Whatever an education is, it should make you a unique individual, not a conformist.
Creative work and critical thought, which produces new knowledge, can’t be conditioned; indeed, conditioning prevents these things from ever happening.
I feel ashamed that so many of us cannot imagine a better way to do things than locking children up all day in cells instead of letting them grow up knowing their families, mingling with the world, assuming real obligations, striving to be independent and self-reliant and free.
Schools teach exactly what they are intended to teach and they do it well: how to be a good Egyptian and remain in your place in the pyramid.
The premise upon which mass compulsion schooling is based is dead wrong. It tries to shoehorn every style, culture, and personality into one ugly boot that fits nobody.
The old system where every child was locked away and set into nonstop, daily cut throat competition with every other child for silly prizes called grades is broken beyond repair. If it could be fixed it could have been fixed by now. Good riddance.
Genius is an exceedingly common human quality, probably natural to most of us.
School is the first impression children get of organized society. Like most first impressions it is the lasting one. Life is dull and stupid, only Coke provides relief. And other products, too, of course.
Is it any wonder that Socrates was outraged at the accusation he took money to teach? Even then, philosophers saw clearly the inevitable direction the professionalization of teaching would take, that of pre-empting the teaching function, which, in a healthy community, belongs to everyone.
People are less than whole unless they gather themselves voluntarily into groups of souls in harmony.
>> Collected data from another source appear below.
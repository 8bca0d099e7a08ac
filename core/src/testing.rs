//! Fakes shared by the unit tests.

use std::cell::RefCell;
use std::collections::HashMap;

use async_trait::async_trait;
use parking_lot::Mutex;

use crate::reader::{self, Reader, Tag};
use crate::source::{Auth, BoxError, Document, DocumentStore};
use crate::type4::{Command, HandlerInCtx, Response};
use crate::{Card, CardType, Error, Host};

pub fn ann() -> Card {
    Card {
        id: "1".to_owned(),
        first_name: "Ann".to_owned(),
        last_name: "Lee".to_owned(),
        card_type: CardType::Work,
        phone: "555-1".to_owned(),
        work_phone: None,
    }
}

#[derive(Default)]
struct MockState {
    active: bool,
    overlapped: bool,
    starts: usize,
    cancels: usize,
    polls: usize,
    tag_after: Option<usize>,
    fail_start: bool,
    fail_detect: bool,
    fail_transmit: bool,
    fail_read: bool,
    hang_start: bool,
    hang_transmit: bool,
    hang_read: bool,
    transmitted: Vec<Vec<u8>>,
    stored: Option<Vec<u8>>,
}

/// A reader whose tag shows up after a number of polls.
#[derive(Default)]
pub struct MockReader {
    state: Mutex<MockState>,
}

impl MockReader {
    pub fn tag() -> Tag {
        Tag::new(vec![0x04, 0xA2, 0x2C, 0x7B])
    }

    /// The tag is detected on the poll after `polls` empty ones.
    pub fn with_tag_after(self, polls: usize) -> Self {
        self.state.lock().tag_after = Some(polls);
        self
    }

    pub fn with_stored(self, message: Vec<u8>) -> Self {
        self.state.lock().stored = Some(message);
        self
    }

    pub fn failing_start(self) -> Self {
        self.state.lock().fail_start = true;
        self
    }

    pub fn failing_detect(self) -> Self {
        self.state.lock().fail_detect = true;
        self
    }

    pub fn failing_read(self) -> Self {
        self.state.lock().fail_read = true;
        self
    }

    /// The next `start` never completes; later ones do.
    pub fn hanging_start(self) -> Self {
        self.state.lock().hang_start = true;
        self
    }

    pub fn hanging_read(self) -> Self {
        self.state.lock().hang_read = true;
        self
    }

    pub fn failing_transmit(self) -> Self {
        self.state.lock().fail_transmit = true;
        self
    }

    pub fn hanging_transmit(self) -> Self {
        self.state.lock().hang_transmit = true;
        self
    }

    pub fn is_active(&self) -> bool {
        self.state.lock().active
    }

    /// Whether a session was ever started while another was active.
    pub fn overlapped(&self) -> bool {
        self.state.lock().overlapped
    }

    pub fn starts(&self) -> usize {
        self.state.lock().starts
    }

    pub fn cancels(&self) -> usize {
        self.state.lock().cancels
    }

    pub fn polls(&self) -> usize {
        self.state.lock().polls
    }

    pub fn transmitted(&self) -> Vec<Vec<u8>> {
        self.state.lock().transmitted.clone()
    }
}

#[async_trait]
impl Reader for MockReader {
    async fn start(&self) -> reader::Result<()> {
        let hang = {
            let mut state = self.state.lock();
            if state.fail_start {
                return Err(reader::Error::PermissionDenied);
            }

            state.starts += 1;
            std::mem::take(&mut state.hang_start)
        };

        if hang {
            std::future::pending::<()>().await;
        }

        let mut state = self.state.lock();
        let active = state.active;
        state.overlapped |= active;
        state.active = true;

        Ok(())
    }

    async fn cancel_active_request(&self) -> reader::Result<()> {
        let mut state = self.state.lock();
        state.active = false;
        state.cancels += 1;

        Ok(())
    }

    async fn detect_peer(&self) -> reader::Result<Option<Tag>> {
        let mut state = self.state.lock();
        if !state.active {
            return Err(reader::Error::NotStarted);
        }
        if state.fail_detect {
            return Err(reader::Error::Other("reader was unplugged".into()));
        }

        state.polls += 1;

        Ok(match state.tag_after {
            Some(after) if state.polls > after => Some(Self::tag()),
            _ => None,
        })
    }

    async fn transmit(&self, message: &[u8]) -> reader::Result<()> {
        let hang = self.state.lock().hang_transmit;
        if hang {
            std::future::pending::<()>().await;
        }

        let mut state = self.state.lock();
        if state.fail_transmit {
            return Err(reader::Error::Other("tag was lost".into()));
        }

        state.transmitted.push(message.to_vec());
        state.stored = Some(message.to_vec());

        Ok(())
    }

    async fn read(&self) -> reader::Result<Vec<u8>> {
        let hang = self.state.lock().hang_read;
        if hang {
            std::future::pending::<()>().await;
        }

        let state = self.state.lock();
        if state.fail_read {
            return Err(reader::Error::Other("tag was lost".into()));
        }

        state.stored.clone().ok_or(reader::Error::NoTag)
    }
}

#[derive(Debug, Clone, PartialEq, Eq)]
pub enum Event {
    PeerDetected(Tag),
    CardSelected(Card),
    Closed,
    Alert(Error),
}

#[derive(Default)]
pub struct RecordingHost {
    events: Mutex<Vec<Event>>,
}

impl RecordingHost {
    pub fn events(&self) -> Vec<Event> {
        self.events.lock().clone()
    }

    pub fn alerts(&self) -> Vec<Error> {
        self.events()
            .into_iter()
            .filter_map(|event| match event {
                Event::Alert(error) => Some(error),
                _ => None,
            })
            .collect()
    }
}

impl Host for RecordingHost {
    fn on_peer_detected(&self, tag: &Tag) {
        self.events.lock().push(Event::PeerDetected(tag.clone()));
    }

    fn on_card_selected(&self, card: &Card) {
        self.events.lock().push(Event::CardSelected(card.clone()));
    }

    fn on_close(&self) {
        self.events.lock().push(Event::Closed);
    }

    fn alert(&self, error: &Error) {
        self.events.lock().push(Event::Alert(error.clone()));
    }
}

pub struct StaticAuth(Option<String>);

impl StaticAuth {
    pub fn signed_in(uid: &str) -> Self {
        Self(Some(uid.to_owned()))
    }

    pub fn signed_out() -> Self {
        Self(None)
    }
}

impl Auth for StaticAuth {
    fn current_user(&self) -> Option<String> {
        self.0.clone()
    }
}

#[derive(Default)]
pub struct MemoryStore {
    collections: HashMap<String, Vec<Document>>,
    offline: bool,
    lists: Mutex<usize>,
}

impl MemoryStore {
    pub fn unavailable() -> Self {
        Self {
            offline: true,
            ..Default::default()
        }
    }

    pub fn with(mut self, path: &str, documents: Vec<Document>) -> Self {
        self.collections.insert(path.to_owned(), documents);
        self
    }

    /// Number of times a collection was listed.
    pub fn lists(&self) -> usize {
        *self.lists.lock()
    }
}

#[async_trait]
impl DocumentStore for MemoryStore {
    async fn list_documents(&self, path: &str) -> Result<Vec<Document>, BoxError> {
        *self.lists.lock() += 1;

        if self.offline {
            return Err("store is offline".into());
        }

        Ok(self.collections.get(path).cloned().unwrap_or_default())
    }
}

const SW_OK: [u8; 2] = [0x90, 0x00];
const SW_NOT_FOUND: [u8; 2] = [0x6A, 0x82];
const SW_WRONG_OFFSET: [u8; 2] = [0x6B, 0x00];
const SW_NOT_SUPPORTED: [u8; 2] = [0x6D, 0x00];
const SW_NO_FILE: [u8; 2] = [0x69, 0x86];

const NDEF_AID: [u8; 7] = [0xD2, 0x76, 0x00, 0x00, 0x85, 0x01, 0x01];
const NDEF_FILE: [u8; 2] = [0xE1, 0x04];

/// An in-memory Type 4 tag answering APDUs.
pub struct MemoryTag {
    application: bool,
    files: RefCell<HashMap<[u8; 2], Vec<u8>>>,
    selected: RefCell<Option<[u8; 2]>>,
    commands: RefCell<Vec<Vec<u8>>>,
}

impl MemoryTag {
    pub fn capability_container(max_le: u16, max_lc: u16, max_size: u16, write: u8) -> Vec<u8> {
        let mut cc = vec![0x00, 0x0F, 0x20];
        cc.extend_from_slice(&max_le.to_be_bytes());
        cc.extend_from_slice(&max_lc.to_be_bytes());
        cc.extend_from_slice(&[0x04, 0x06]);
        cc.extend_from_slice(&NDEF_FILE);
        cc.extend_from_slice(&max_size.to_be_bytes());
        cc.extend_from_slice(&[0x00, write]);
        cc
    }

    pub fn new(max_le: u16, max_lc: u16, max_size: u16, write: u8) -> Self {
        let mut files = HashMap::new();
        files.insert(
            [0xE1, 0x03],
            Self::capability_container(max_le, max_lc, max_size, write),
        );
        files.insert(NDEF_FILE, vec![0x00; max_size as usize]);

        Self {
            application: true,
            files: RefCell::new(files),
            selected: RefCell::new(None),
            commands: RefCell::new(Vec::new()),
        }
    }

    pub fn without_application() -> Self {
        Self {
            application: false,
            ..Self::new(0x10, 0x08, 0x0100, 0x00)
        }
    }

    pub fn ndef_file(&self) -> Vec<u8> {
        self.files.borrow()[&NDEF_FILE].clone()
    }

    pub fn commands(&self) -> Vec<Vec<u8>> {
        self.commands.borrow().clone()
    }

    fn process(&self, apdu: &[u8]) -> Vec<u8> {
        match apdu {
            [_, 0xA4, 0x04, _, lc, rest @ ..] if rest.len() >= *lc as usize => {
                let aid = &rest[..*lc as usize];
                match self.application && aid == NDEF_AID {
                    true => SW_OK.to_vec(),
                    _ => SW_NOT_FOUND.to_vec(),
                }
            }
            [_, 0xA4, 0x00, _, 0x02, hi, lo, ..] => {
                let id = [*hi, *lo];
                match self.application && self.files.borrow().contains_key(&id) {
                    true => {
                        *self.selected.borrow_mut() = Some(id);
                        SW_OK.to_vec()
                    }
                    _ => SW_NOT_FOUND.to_vec(),
                }
            }
            [_, 0xB0, p1, p2, le, ..] => {
                let Some(id) = *self.selected.borrow() else {
                    return SW_NO_FILE.to_vec();
                };
                let files = self.files.borrow();
                let file = &files[&id];
                let offset = u16::from_be_bytes([*p1, *p2]) as usize;
                if offset > file.len() {
                    return SW_WRONG_OFFSET.to_vec();
                }

                let end = (offset + *le as usize).min(file.len());
                let mut response = file[offset..end].to_vec();
                response.extend_from_slice(&SW_OK);
                response
            }
            [_, 0xD6, p1, p2, lc, data @ ..] if data.len() >= *lc as usize => {
                let Some(id) = *self.selected.borrow() else {
                    return SW_NO_FILE.to_vec();
                };
                let mut files = self.files.borrow_mut();
                let file = files.entry(id).or_default();
                let offset = u16::from_be_bytes([*p1, *p2]) as usize;
                let end = offset + *lc as usize;
                if end > file.len() {
                    return SW_WRONG_OFFSET.to_vec();
                }

                file[offset..end].copy_from_slice(&data[..*lc as usize]);
                SW_OK.to_vec()
            }
            _ => SW_NOT_SUPPORTED.to_vec(),
        }
    }
}

impl HandlerInCtx<()> for MemoryTag {
    fn handle_in_ctx(&self, _: (), command: Command) -> Response {
        let apdu = Vec::from(command);
        self.commands.borrow_mut().push(apdu.clone());

        self.process(&apdu).into()
    }
}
Gathering themselves to pursue individual, family, and community dreams consistent with their private humanity is what makes them whole; only slaves are gathered by others.
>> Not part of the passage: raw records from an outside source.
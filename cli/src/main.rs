mod host;
mod store;

use std::path::PathBuf;
use std::process::ExitCode;
use std::time::Duration;

use cardshare::pcsc::PcscReader;
use cardshare::{
    ndef, Card, CardSource, CardType, Config, ExchangeController, Host, ShareModal, ShareOutcome,
};
use clap::{Parser, Subcommand};
use dialoguer::theme::ColorfulTheme;
use dialoguer::{Confirm, Select};
use tracing_subscriber::EnvFilter;

use crate::host::ConsoleHost;
use crate::store::{FileStore, StaticAuth};

#[derive(Debug, thiserror::Error)]
enum Error {
    #[error(transparent)]
    Share(#[from] cardshare::Error),

    #[error("The message is not valid hex: {0}")]
    Hex(#[from] hex::FromHexError),

    #[error("The message carries no text record: {0}")]
    Ndef(#[from] ndef::Error),

    #[error("The text record is not a card: {0}")]
    Json(#[from] serde_json::Error),

    #[error("Error occurred on the terminal: {0}")]
    Io(#[from] std::io::Error),

    #[error("You have no cards to share")]
    NoCards,
}

type Result<T> = std::result::Result<T, Error>;

impl Error {
    /// Message to print on exit. Errors of the share flow were already shown by the host.
    fn message(&self) -> Option<String> {
        match self {
            Self::Share(_) => None,
            e => Some(e.to_string()),
        }
    }
}

#[derive(Parser)]
#[command(author, version, about)]
struct Cli {
    /// JSON file standing in for the document store.
    #[arg(short, long, default_value = "wallet.json")]
    store: PathBuf,

    /// Id of the signed-in user.
    #[arg(short, long)]
    user: Option<String>,

    /// Seconds to wait for a tag.
    #[arg(short, long, default_value_t = 30)]
    timeout: u64,

    /// Language code written in the text record.
    #[arg(short, long, default_value = "en")]
    language: String,

    #[command(subcommand)]
    command: Commands,
}

#[derive(Subcommand)]
enum Commands {
    /// Lists your cards.
    List {
        /// Only lists the cards of the type (Student, Work or Personal).
        #[arg(long = "type")]
        card_type: Option<CardType>,
    },

    /// Writes one of your cards to a tag.
    Share,

    /// Reads a card from a tag.
    Receive,

    /// Decodes a card from an NDEF message written in hex.
    Decode { message: String },
}

impl Cli {
    fn config(&self) -> Config {
        Config {
            peer_timeout: Duration::from_secs(self.timeout),
            language: self.language.clone(),
            ..Config::default()
        }
    }

    fn source(&self, config: &Config) -> CardSource<StaticAuth, FileStore> {
        CardSource::new(
            StaticAuth(self.user.clone()),
            FileStore::new(&self.store),
            config,
        )
    }
}

#[tokio::main(flavor = "current_thread")]
async fn main() -> ExitCode {
    tracing_subscriber::fmt()
        .with_env_filter(EnvFilter::from_default_env())
        .with_writer(std::io::stderr)
        .init();

    match run(Cli::parse()).await {
        Ok(()) => ExitCode::SUCCESS,
        Err(e) => {
            if let Some(message) = e.message() {
                eprintln!("Error: {}", message);
            }

            ExitCode::FAILURE
        }
    }
}

async fn run(cli: Cli) -> Result<()> {
    let config = cli.config();

    match &cli.command {
        Commands::List { card_type } => list(&cli, config, *card_type).await,
        Commands::Share => share(&cli, config).await,
        Commands::Receive => receive(config).await,
        Commands::Decode { message } => decode(message),
    }
}

async fn list(cli: &Cli, config: Config, card_type: Option<CardType>) -> Result<()> {
    let cards = cli
        .source(&config)
        .fetch()
        .await
        .inspect_err(|e| ConsoleHost.alert(e))?;

    for card in filter(cards, card_type) {
        println!("{}\t{}", card.id, card);
    }

    Ok(())
}

async fn share(cli: &Cli, config: Config) -> Result<()> {
    let source = cli.source(&config);
    let modal = ShareModal::new(ExchangeController::new(
        PcscReader::default(),
        ConsoleHost,
        config,
    ));

    let cards = modal.mount(&source).await?;
    if cards.is_empty() {
        return Err(Error::NoCards);
    }

    modal.set_visible(true).await?;
    let result = choose_and_share(&modal, &cards).await;
    modal.set_visible(false).await?;

    result
}

async fn choose_and_share(
    modal: &ShareModal<PcscReader, ConsoleHost>,
    cards: &[Card],
) -> Result<()> {
    eprintln!("Hold a tag near the reader...");
    if modal.controller().wait_for_peer().await?.is_none() {
        return Ok(());
    }

    let items = cards.iter().map(ToString::to_string).collect::<Vec<_>>();
    let index = Select::with_theme(&ColorfulTheme::default())
        .with_prompt("Card to share")
        .items(&items)
        .default(0)
        .interact()?;

    let card = &cards[index];
    modal.choose(&card.id);

    let confirmed = Confirm::with_theme(&ColorfulTheme::default())
        .with_prompt(format!("Share {}?", card.full_name()))
        .default(true)
        .interact()?;
    if !confirmed {
        return Ok(());
    }

    if let ShareOutcome::Shared(card) = modal.confirm().await? {
        println!("{}", card.to_payload()?);
    }

    Ok(())
}

async fn receive(config: Config) -> Result<()> {
    let controller = ExchangeController::new(PcscReader::default(), ConsoleHost, config);

    controller.activate().await?;
    eprintln!("Hold a tag near the reader...");

    let received = match controller.wait_for_peer().await? {
        Some(_) => controller.receive().await,
        None => Ok(None),
    };
    controller.deactivate().await;

    if let Some(card) = received? {
        println!("{}", serde_json::to_string_pretty(&card)?);
    }

    Ok(())
}

fn filter(cards: Vec<Card>, card_type: Option<CardType>) -> Vec<Card> {
    cards
        .into_iter()
        .filter(|card| card_type.map_or(true, |t| t == card.card_type))
        .collect()
}

fn decode(message: &str) -> Result<()> {
    let bytes = hex::decode(message.replace([' ', ':'], ""))?;
    let text = ndef::decode_text_record(&bytes)?;
    let card = Card::from_payload(&text.text)?;

    println!("{}", serde_json::to_string_pretty(&card)?);

    Ok(())
}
School is a twelve-year jail sentence where bad habits are the only curriculum truly learned.
You can make your own son or daughter one of a kind if you have the time and will to do so; school can only make them part of a hive, herd or anthill.
Self-knowledge is the only basis of true knowledge.
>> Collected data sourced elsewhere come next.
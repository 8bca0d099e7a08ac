//! Wallet cards and their text payload.

use std::fmt::{Display, Formatter};
use std::str::FromStr;

use serde::{Deserialize, Serialize};

#[derive(Debug, Clone, Copy, PartialEq, Eq, Hash, Deserialize, Serialize)]
pub enum CardType {
    Student,
    Work,
    Personal,
}

impl CardType {
    /// The name of the type, as carried in the payload.
    pub fn as_str(&self) -> &'static str {
        match self {
            Self::Student => "Student",
            Self::Work => "Work",
            Self::Personal => "Personal",
        }
    }
}

impl Display for CardType {
    fn fmt(&self, f: &mut Formatter<'_>) -> std::fmt::Result {
        f.write_str(self.as_str())
    }
}

#[derive(Debug, thiserror::Error)]
#[error("Unknown card type: {0}")]
pub struct UnknownCardType(String);

impl FromStr for CardType {
    type Err = UnknownCardType;

    fn from_str(s: &str) -> Result<Self, Self::Err> {
        use CardType::*;

        match s {
            "Student" => Ok(Student),
            "Work" => Ok(Work),
            "Personal" => Ok(Personal),
            _ => Err(UnknownCardType(s.to_owned())),
        }
    }
}

/// A card stored in the user's wallet.
/// Cards are created elsewhere; this crate only reads and transmits them.
#[derive(Debug, Clone, PartialEq, Eq, Deserialize, Serialize)]
#[serde(rename_all = "camelCase")]
pub struct Card {
    pub id: String,
    pub first_name: String,
    pub last_name: String,
    #[serde(rename = "type")]
    pub card_type: CardType,
    pub phone: String,
    #[serde(default, skip_serializing_if = "Option::is_none")]
    pub work_phone: Option<String>,
}

impl Card {
    /// Serializes the whole card as the text carried by the NDEF record.
    pub fn to_payload(&self) -> serde_json::Result<String> {
        serde_json::to_string(self)
    }

    /// Parses a card back from the text carried by the NDEF record.
    pub fn from_payload(payload: &str) -> serde_json::Result<Self> {
        serde_json::from_str(payload)
    }

    /// First and last name, separated by a space.
    pub fn full_name(&self) -> String {
        format!("{} {}", self.first_name, self.last_name)
    }
}

impl Display for Card {
    fn fmt(&self, f: &mut Formatter<'_>) -> std::fmt::Result {
        write!(
            f,
            "{} {} ({}) {}",
            self.first_name, self.last_name, self.card_type, self.phone
        )?;

        if let Some(work_phone) = &self.work_phone {
            write!(f, " / {}", work_phone)?;
        }

        Ok(())
    }
}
Anyone who is more interested in human beings than in the rules is a threat to the system.
The truth is that schools don’t really teach anything except how to obey orders.
This was once a land where every sane person knew how to build a shelter, grow food, and entertain one another. Now we have been rendered permanent children. It’s the architects of forced schooling who are responsible for that.
Our cultural dilemma has nothing to do with children who don’t read very well. It lies instead in the difficulty of finding a way to restore meaning and purpose to modern life.
I urge you to examine in your own mind the assumptions which must lay behind using the police power to insist that once-sovereign spirits have no choice but to submit to being schooled by strangers.
School is about learning to wait your turn, however long it takes to come, if ever. And how to submit with a show of enthusiasm to the judgment of strangers, even if they are wrong, even if your enthusiasm is phony.
School presents daily exercises in dis-association. It forces unwelcome associations on most of its prisoners. It sets petty, meaningless competitions in motion on a daily basis, pitting potential associates against one another in contests for praise and other worthless prizes.